Teen Breathe

How to prevent yourself suffering from social exhaustion

Socialising is a wonderful way to enrich life with meaningful connections but, occasionally, you may find you need a break. And if you don’t get that respite, you might experience a type of fatigue that comes from an overload of social situations. It’s known as social exhaustion, and experiencing it can be stressful. But learning what it looks like and how it affects you is a powerful skill. Understanding it is an exercise in discovering more about your own nature – the activities that overwhelm you and the ones that help you feel your best. You can also learn how to tell when it’s simply time to rest.
WORDS: Giulia Sciota
ILLUSTRATION: Maggie Stephenson

What are some signs that you’re suffering from social exhaustion?

Signs of social exhaustion might include becoming more irritable, stressed, even anxious. Eventually, you might feel so overwhelmed that you shut off and stop socialising altogether.

This behaviour, while understandable, can become problematic if it happens often. ‘If you constantly let your social battery run out of charge, this can have serious consequences,’ says Deborah Lee, a psychotherapist and counselling programme director at the University of East London. ‘It can lead to you withdrawing from social activities, having less human contact and becoming lonely.’

Cutting yourself off from other people brings problems in itself. It can mean you’re less likely to seek support when you need it and stop you from finding joy in everyday interactions that are part of the human experience. The good news is that there are ways to avoid the problem – by looking out for the signals that it’s time to take a break and knowing how to recharge.
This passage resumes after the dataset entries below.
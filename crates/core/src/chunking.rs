use crate::error::IngestError;
use crate::models::{Chunk, Document};
use crate::traits::TextSplitter;
use std::collections::VecDeque;

const DEFAULT_SEPARATORS: [&str; 4] = ["\n\n", "\n", " ", ""];

#[derive(Debug, Clone, Copy, PartialEq, Eq)]
pub struct ChunkingConfig {
    pub chunk_size: usize,
    pub chunk_overlap: usize,
}

impl Default for ChunkingConfig {
    fn default() -> Self {
        Self {
            chunk_size: 1_000,
            chunk_overlap: 200,
        }
    }
}

impl ChunkingConfig {
    pub fn new(chunk_size: usize, chunk_overlap: usize) -> Result<Self, IngestError> {
        if chunk_size == 0 {
            return Err(IngestError::InvalidChunkConfig(
                "chunk_size must be greater than zero".to_string(),
            ));
        }
        if chunk_overlap >= chunk_size {
            return Err(IngestError::InvalidChunkConfig(format!(
                "chunk_overlap {chunk_overlap} must be smaller than chunk_size {chunk_size}"
            )));
        }
        Ok(Self {
            chunk_size,
            chunk_overlap,
        })
    }
}

/// Splits on paragraph, line, word and finally character boundaries until
/// every piece fits `chunk_size` characters, then merges neighbouring pieces
/// back up to that size with `chunk_overlap` characters carried between
/// consecutive chunks.
#[derive(Debug, Clone)]
pub struct RecursiveCharacterSplitter {
    config: ChunkingConfig,
    separators: Vec<String>,
}

impl RecursiveCharacterSplitter {
    pub fn new(config: ChunkingConfig) -> Self {
        Self {
            config,
            separators: DEFAULT_SEPARATORS.iter().map(|s| s.to_string()).collect(),
        }
    }

    pub fn config(&self) -> ChunkingConfig {
        self.config
    }

    pub fn split_text(&self, text: &str) -> Vec<String> {
        self.split_with(text, &self.separators)
    }

    fn split_with(&self, text: &str, separators: &[String]) -> Vec<String> {
        let position = separators
            .iter()
            .position(|separator| separator.is_empty() || text.contains(separator.as_str()))
            .unwrap_or(separators.len().saturating_sub(1));
        let separator = separators.get(position).map(String::as_str).unwrap_or("");
        let remaining = separators.get(position + 1..).unwrap_or(&[]);

        let pieces: Vec<&str> = if separator.is_empty() {
            text.char_indices()
                .map(|(start, ch)| &text[start..start + ch.len_utf8()])
                .collect()
        } else {
            text.split(separator).filter(|piece| !piece.is_empty()).collect()
        };

        let mut chunks = Vec::new();
        let mut fitting: Vec<&str> = Vec::new();
        for piece in pieces {
            if char_len(piece) < self.config.chunk_size {
                fitting.push(piece);
                continue;
            }

            if !fitting.is_empty() {
                chunks.extend(self.merge(&fitting, separator));
                fitting.clear();
            }
            if remaining.is_empty() {
                chunks.push(piece.to_string());
            } else {
                chunks.extend(self.split_with(piece, remaining));
            }
        }

        if !fitting.is_empty() {
            chunks.extend(self.merge(&fitting, separator));
        }

        chunks
    }

    fn merge(&self, pieces: &[&str], separator: &str) -> Vec<String> {
        let separator_len = char_len(separator);
        let mut merged = Vec::new();
        let mut window: VecDeque<&str> = VecDeque::new();
        let mut total = 0usize;

        for piece in pieces {
            let length = char_len(piece);
            let joiner = if window.is_empty() { 0 } else { separator_len };

            if total + length + joiner > self.config.chunk_size && !window.is_empty() {
                push_joined(&mut merged, &window, separator);

                while total > self.config.chunk_overlap
                    || (total > 0
                        && total + length + if window.is_empty() { 0 } else { separator_len }
                            > self.config.chunk_size)
                {
                    let Some(front) = window.pop_front() else {
                        break;
                    };
                    total -= char_len(front) + if window.is_empty() { 0 } else { separator_len };
                }
            }

            total += length + if window.is_empty() { 0 } else { separator_len };
            window.push_back(piece);
        }

        push_joined(&mut merged, &window, separator);
        merged
    }
}

impl Default for RecursiveCharacterSplitter {
    fn default() -> Self {
        Self::new(ChunkingConfig::default())
    }
}

impl TextSplitter for RecursiveCharacterSplitter {
    fn split(&self, documents: &[Document]) -> Vec<Chunk> {
        let chunks: Vec<Chunk> = documents
            .iter()
            .flat_map(|document| {
                self.split_text(&document.text)
                    .into_iter()
                    .map(|text| Chunk::with_metadata(text, document.metadata.clone()))
            })
            .collect();

        tracing::info!(
            documents = documents.len(),
            chunks = chunks.len(),
            "split documents"
        );
        chunks
    }
}

fn char_len(text: &str) -> usize {
    text.chars().count()
}

fn push_joined(target: &mut Vec<String>, window: &VecDeque<&str>, separator: &str) {
    let joined = window.iter().copied().collect::<Vec<_>>().join(separator);
    let trimmed = joined.trim();
    if !trimmed.is_empty() {
        target.push(trimmed.to_string());
    }
}
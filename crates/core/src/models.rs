use serde::{Deserialize, Serialize};
use std::collections::BTreeMap;
use std::fmt;
use std::path::PathBuf;

pub const ID_KEY: &str = "id";
pub const SOURCE_FILE_KEY: &str = "source_file";
pub const FILE_TYPE_KEY: &str = "file_type";

/// Scalar metadata value. Serialized untagged so stored metadata reads as
/// plain JSON (`{"page": 3, "source_file": "a.pdf"}`).
#[derive(Debug, Clone, PartialEq, Serialize, Deserialize)]
#[serde(untagged)]
pub enum MetadataValue {
    Bool(bool),
    Int(i64),
    Float(f64),
    Text(String),
}

impl MetadataValue {
    pub fn as_str(&self) -> Option<&str> {
        match self {
            MetadataValue::Text(value) => Some(value),
            _ => None,
        }
    }
}

impl fmt::Display for MetadataValue {
    fn fmt(&self, f: &mut fmt::Formatter<'_>) -> fmt::Result {
        match self {
            MetadataValue::Bool(value) => write!(f, "{value}"),
            MetadataValue::Int(value) => write!(f, "{value}"),
            MetadataValue::Float(value) => write!(f, "{value}"),
            MetadataValue::Text(value) => f.write_str(value),
        }
    }
}

impl From<&str> for MetadataValue {
    fn from(value: &str) -> Self {
        MetadataValue::Text(value.to_string())
    }
}

impl From<String> for MetadataValue {
    fn from(value: String) -> Self {
        MetadataValue::Text(value)
    }
}

impl From<i64> for MetadataValue {
    fn from(value: i64) -> Self {
        MetadataValue::Int(value)
    }
}

impl From<f64> for MetadataValue {
    fn from(value: f64) -> Self {
        MetadataValue::Float(value)
    }
}

impl From<bool> for MetadataValue {
    fn from(value: bool) -> Self {
        MetadataValue::Bool(value)
    }
}

pub type Metadata = BTreeMap<String, MetadataValue>;

fn text_value<'a>(metadata: &'a Metadata, key: &str) -> Option<&'a str> {
    metadata.get(key).and_then(MetadataValue::as_str)
}

/// Loaded source text before splitting: one page, row, sheet or whole file.
#[derive(Debug, Clone, PartialEq, Serialize, Deserialize)]
pub struct Document {
    pub text: String,
    pub metadata: Metadata,
}

impl Document {
    pub fn new(
        text: impl Into<String>,
        source_file: impl Into<String>,
        file_type: impl Into<String>,
    ) -> Self {
        let mut metadata = Metadata::new();
        metadata.insert(SOURCE_FILE_KEY.to_string(), source_file.into().into());
        metadata.insert(FILE_TYPE_KEY.to_string(), file_type.into().into());
        Self {
            text: text.into(),
            metadata,
        }
    }

    pub fn with_meta(mut self, key: &str, value: impl Into<MetadataValue>) -> Self {
        self.metadata.insert(key.to_string(), value.into());
        self
    }

    pub fn source_file(&self) -> Option<&str> {
        text_value(&self.metadata, SOURCE_FILE_KEY)
    }
}

/// Unit of embedding and retrieval. Metadata always carries `source_file`
/// and `file_type`; `id` is filled in on first indexing.
#[derive(Debug, Clone, PartialEq, Serialize, Deserialize)]
pub struct Chunk {
    pub text: String,
    pub metadata: Metadata,
}

impl Chunk {
    pub fn new(
        text: impl Into<String>,
        source_file: impl Into<String>,
        file_type: impl Into<String>,
    ) -> Self {
        let Document { text, metadata } = Document::new(text, source_file, file_type);
        Self { text, metadata }
    }

    pub fn with_metadata(text: impl Into<String>, metadata: Metadata) -> Self {
        Self {
            text: text.into(),
            metadata,
        }
    }

    pub fn with_meta(mut self, key: &str, value: impl Into<MetadataValue>) -> Self {
        self.metadata.insert(key.to_string(), value.into());
        self
    }

    /// The id this chunk is indexed under. Non-text scalar ids are used in
    /// their display form; an empty text id counts as missing.
    pub fn id(&self) -> Option<String> {
        match self.metadata.get(ID_KEY)? {
            MetadataValue::Text(id) if id.is_empty() => None,
            value => Some(value.to_string()),
        }
    }

    pub fn source_file(&self) -> Option<&str> {
        text_value(&self.metadata, SOURCE_FILE_KEY)
    }

    pub fn file_type(&self) -> Option<&str> {
        text_value(&self.metadata, FILE_TYPE_KEY)
    }

    /// Returns [`Chunk::id`], generating and storing a UUID v4 when missing.
    pub fn ensure_id(&mut self) -> String {
        match self.id() {
            Some(id) => id,
            None => {
                let id = uuid::Uuid::new_v4().to_string();
                self.metadata
                    .insert(ID_KEY.to_string(), MetadataValue::Text(id.clone()));
                id
            }
        }
    }
}

#[derive(Debug, Clone, PartialEq, Serialize, Deserialize)]
pub struct IndexedRecord {
    pub id: String,
    pub vector: Vec<f32>,
    pub text: String,
    pub metadata: Metadata,
}

/// Row returned by a collection query, best match first.
#[derive(Debug, Clone, PartialEq, Serialize, Deserialize)]
pub struct RawHit {
    pub content: String,
    pub metadata: Metadata,
    pub distance: Option<f32>,
}

#[derive(Debug, Clone, PartialEq, Serialize, Deserialize)]
pub struct RetrievalHit {
    pub content: String,
    pub metadata: Metadata,
    pub score: Option<f32>,
    pub rank: usize,
}

#[derive(Debug, Clone)]
pub struct PipelineOptions {
    pub persist_dir: PathBuf,
    pub collection_name: String,
    pub chunk_size: usize,
    pub chunk_overlap: usize,
    pub batch_size: usize,
    pub top_k: usize,
    pub answer_max_length: usize,
}

impl Default for PipelineOptions {
    fn default() -> Self {
        Self {
            persist_dir: PathBuf::from("data").join("vector_store"),
            collection_name: "documents".to_string(),
            chunk_size: 1_000,
            chunk_overlap: 200,
            batch_size: 5_000,
            top_k: 5,
            answer_max_length: 512,
        }
    }
}
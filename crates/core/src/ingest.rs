use crate::extractor::{load_file, FileType};
use crate::models::Document;
use std::path::{Path, PathBuf};
use walkdir::WalkDir;

/// Every supported file under `folder`, recursively, in path order.
pub fn discover_files(folder: &Path) -> Vec<PathBuf> {
    let mut files = Vec::new();

    for entry in WalkDir::new(folder)
        .into_iter()
        .filter_map(|item| item.ok())
    {
        if !entry.file_type().is_file() {
            continue;
        }

        if FileType::from_path(entry.path()).is_some() {
            files.push(entry.path().to_path_buf());
        }
    }

    files.sort_unstable();
    files
}

#[derive(Debug, Clone)]
pub struct SkippedFile {
    pub path: PathBuf,
    pub reason: String,
}

#[derive(Debug, Default)]
pub struct LoadReport {
    pub documents: Vec<Document>,
    pub files_loaded: usize,
    pub skipped: Vec<SkippedFile>,
}

/// Loads every supported file under `folder`. A file that fails to load is
/// recorded in `skipped` and the rest of the folder is still read.
pub fn load_folder_best_effort(folder: &Path) -> LoadReport {
    let files = discover_files(folder);
    if files.is_empty() {
        tracing::warn!(folder = %folder.display(), "no supported files found");
    }

    let mut report = LoadReport::default();
    for path in files {
        match load_file(&path) {
            Ok(documents) => {
                tracing::debug!(
                    path = %path.display(),
                    documents = documents.len(),
                    "loaded file"
                );
                report.files_loaded += 1;
                report.documents.extend(documents);
            }
            Err(error) => {
                tracing::warn!(path = %path.display(), %error, "skipping file");
                report.skipped.push(SkippedFile {
                    path,
                    reason: error.to_string(),
                });
            }
        }
    }

    tracing::info!(
        files = report.files_loaded,
        documents = report.documents.len(),
        skipped = report.skipped.len(),
        "loaded folder"
    );
    report
}

#[cfg(test)]
mod tests {
    use super::*;
    use std::fs;
    use tempfile::tempdir;

    #[test]
    fn discovers_supported_files_recursively() -> Result<(), Box<dyn std::error::Error>> {
        let dir = tempdir()?;
        fs::create_dir_all(dir.path().join("nested/deeper"))?;
        fs::write(dir.path().join("b.TXT"), "b")?;
        fs::write(dir.path().join("nested/a.csv"), "h\nv")?;
        fs::write(dir.path().join("nested/deeper/c.pdf"), "x")?;
        fs::write(dir.path().join("nested/skip.md"), "x")?;

        let files = discover_files(dir.path());
        let names: Vec<_> = files
            .iter()
            .filter_map(|path| path.file_name().and_then(|name| name.to_str()))
            .collect();
        assert_eq!(names, vec!["b.TXT", "a.csv", "c.pdf"]);
        Ok(())
    }

    #[test]
    fn broken_file_is_skipped_not_fatal() -> Result<(), Box<dyn std::error::Error>> {
        let dir = tempdir()?;
        fs::write(dir.path().join("broken.pdf"), b"%PDF-1.4\n%broken")?;
        fs::write(dir.path().join("notes.txt"), "The cat sat on the mat.")?;
        fs::write(dir.path().join("table.csv"), "name,role\nada,engineer\n")?;

        let report = load_folder_best_effort(dir.path());
        assert_eq!(report.files_loaded, 2);
        assert_eq!(report.documents.len(), 2);
        assert_eq!(report.skipped.len(), 1);
        assert!(report.skipped[0].path.ends_with("broken.pdf"));
        assert!(!report.skipped[0].reason.is_empty());
        Ok(())
    }

    #[test]
    fn empty_folder_yields_empty_report() -> Result<(), Box<dyn std::error::Error>> {
        let dir = tempdir()?;
        let report = load_folder_best_effort(dir.path());
        assert!(report.documents.is_empty());
        assert!(report.skipped.is_empty());
        Ok(())
    }
}
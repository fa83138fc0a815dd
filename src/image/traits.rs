//! Row access over the single-channel plane types.

/// Read-only access to one row at a time.
pub trait ImageView {
    type Pixel: Copy;

    fn width(&self) -> usize;
    fn height(&self) -> usize;

    /// Pixels `0..width` of row `y`.
    fn row(&self, y: usize) -> &[Self::Pixel];
}

pub trait ImageViewMut: ImageView {
    fn row_mut(&mut self, y: usize) -> &mut [Self::Pixel];
}
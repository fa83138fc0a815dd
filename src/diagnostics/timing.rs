use serde::{Deserialize, Serialize};
use std::time::Instant;

/// Timing entry describing a single stage of a pipeline run.
#[derive(Clone, Debug, Serialize, Deserialize)]
#[serde(rename_all = "camelCase")]
pub struct StageTiming {
    pub label: String,
    pub elapsed_ms: f64,
}

impl StageTiming {
    pub fn new(label: impl Into<String>, elapsed_ms: f64) -> Self {
        Self {
            label: label.into(),
            elapsed_ms,
        }
    }
}

/// Aggregated timing trace for a pipeline run.
#[derive(Clone, Debug, Default, Serialize, Deserialize)]
#[serde(rename_all = "camelCase")]
pub struct TimingBreakdown {
    pub total_ms: f64,
    pub stages: Vec<StageTiming>,
}

impl TimingBreakdown {
    pub fn with_total(total_ms: f64) -> Self {
        Self {
            total_ms,
            stages: Vec::new(),
        }
    }

    pub fn push(&mut self, label: impl Into<String>, elapsed_ms: f64) {
        self.stages.push(StageTiming::new(label, elapsed_ms));
    }

    /// Run `f`, record its wall time under `label` and return its output.
    pub fn time<T>(&mut self, label: impl Into<String>, f: impl FnOnce() -> T) -> T {
        let start = Instant::now();
        let out = f();
        self.push(label, elapsed_ms(start));
        out
    }
}

pub(crate) fn elapsed_ms(start: Instant) -> f64 {
    start.elapsed().as_secs_f64() * 1000.0
}
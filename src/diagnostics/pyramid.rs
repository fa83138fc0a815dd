use serde::{Deserialize, Serialize};

/// Statistics for a single scale of the edge pyramid.
#[derive(Clone, Debug, Serialize, Deserialize)]
#[serde(rename_all = "camelCase")]
pub struct PyramidLevelReport {
    pub level_index: usize,
    pub scale: f32,
    pub width: usize,
    pub height: usize,
    /// Fraction of pixels with an edge in at least one channel.
    pub edge_fraction: f32,
    pub elapsed_ms: f64,
}

/// Pyramid compositing details captured by `canny_pyramid_with_report`.
#[derive(Clone, Debug, Serialize, Deserialize)]
#[serde(rename_all = "camelCase")]
pub struct PyramidStage {
    pub centers: [f32; 3],
    pub levels: Vec<PyramidLevelReport>,
}
//! sRGB ↔ CIE L*a*b* (D65) for values in [0, 1].
//!
//! L lies in [0, 100]; a and b roughly in [-127, 127].

const XYZ_FROM_RGB: [[f32; 3]; 3] = [
    [0.412_453, 0.357_580, 0.180_423],
    [0.212_671, 0.715_160, 0.072_169],
    [0.019_334, 0.119_193, 0.950_227],
];
const RGB_FROM_XYZ: [[f32; 3]; 3] = [
    [3.240_479, -1.537_150, -0.498_535],
    [-0.969_256, 1.875_991, 0.041_556],
    [0.055_648, -0.204_043, 1.057_311],
];
const WHITE_X: f32 = 0.950_456;
const WHITE_Z: f32 = 1.088_754;

const EPSILON: f32 = 0.008_856;
const KAPPA: f32 = 903.3;
const LINEAR_SLOPE: f32 = 7.787;
const LINEAR_OFFSET: f32 = 16.0 / 116.0;

fn to_linear(v: f32) -> f32 {
    if v <= 0.040_45 {
        v / 12.92
    } else {
        ((v + 0.055) / 1.055).powf(2.4)
    }
}

fn to_gamma(v: f32) -> f32 {
    if v <= 0.003_130_8 {
        12.92 * v
    } else {
        1.055 * v.powf(1.0 / 2.4) - 0.055
    }
}

fn mul3(m: &[[f32; 3]; 3], v: [f32; 3]) -> [f32; 3] {
    std::array::from_fn(|i| m[i][0] * v[0] + m[i][1] * v[1] + m[i][2] * v[2])
}

fn f(t: f32) -> f32 {
    if t > EPSILON {
        t.cbrt()
    } else {
        LINEAR_SLOPE * t + LINEAR_OFFSET
    }
}

fn f_inv(t: f32) -> f32 {
    let cube = t * t * t;
    if cube > EPSILON {
        cube
    } else {
        (t - LINEAR_OFFSET) / LINEAR_SLOPE
    }
}

/// Gamma-encoded sRGB in [0, 1] to Lab.
pub fn srgb_to_lab(rgb: [f32; 3]) -> [f32; 3] {
    let [x, y, z] = mul3(&XYZ_FROM_RGB, rgb.map(to_linear));
    let (x, z) = (x / WHITE_X, z / WHITE_Z);
    let l = if y > EPSILON {
        116.0 * y.cbrt() - 16.0
    } else {
        KAPPA * y
    };
    let (fx, fy, fz) = (f(x), f(y), f(z));
    [l, 500.0 * (fx - fy), 200.0 * (fy - fz)]
}

/// Lab to gamma-encoded sRGB, clamped to [0, 1].
pub fn lab_to_srgb(lab: [f32; 3]) -> [f32; 3] {
    let [l, a, b] = lab;
    let (y, fy) = if l <= KAPPA * EPSILON {
        let y = l / KAPPA;
        (y, LINEAR_SLOPE * y + LINEAR_OFFSET)
    } else {
        let fy = (l + 16.0) / 116.0;
        (fy * fy * fy, fy)
    };
    let x = f_inv(fy + a / 500.0) * WHITE_X;
    let z = f_inv(fy - b / 200.0) * WHITE_Z;
    mul3(&RGB_FROM_XYZ, [x, y, z]).map(|v| to_gamma(v.max(0.0)).clamp(0.0, 1.0))
}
What are some strategies for dealing with social exhaustion?

Observe your behaviour: Are you in a bad mood before, during or after events? Are you saying or doing things that are out of character? If you find yourself acting out, take note and explore why you think it’s happening.

Examine your reactions: Ask yourself how you feel after social situations of varying type, length and friendship group. Do you feel invigorated by big events or exhausted? Do you prefer large groups or hanging out with a close friend? Be scientific about it: start a journal and note down your findings to identify patterns.

Work with your personality: Some people dislike alone-time and may need little of it. Others are the opposite. Factor into your observations what you’re normally like and work with your nature, not against it.

Act on your findings: If you’re giving a presentation at school and know it will drain your battery, it might not be wise to arrange a social event for the same evening. Organise your calendar with your energy levels in mind.

Take time for you: Don’t be afraid to schedule time alone for an activity that helps you relax, whether it’s drawing, practising an instrument or playing with a pet. Make sure you schedule offline breaks, too, so your mind gets a rest from constant stimulation.

Why it’s important to be honest with those around you about your social exhaustion

Talk through your feelings. Everyone’s different, so it can help to explain why you’re pulling back from socialising when you need a break. Simply and honestly usually does the trick. For example: ‘I’m feeling burned out, so I’m taking some time for myself this week. I hope you understand.’

If you’re struggling to recharge, talk to a trusted adult who might be able to help you get up and running again.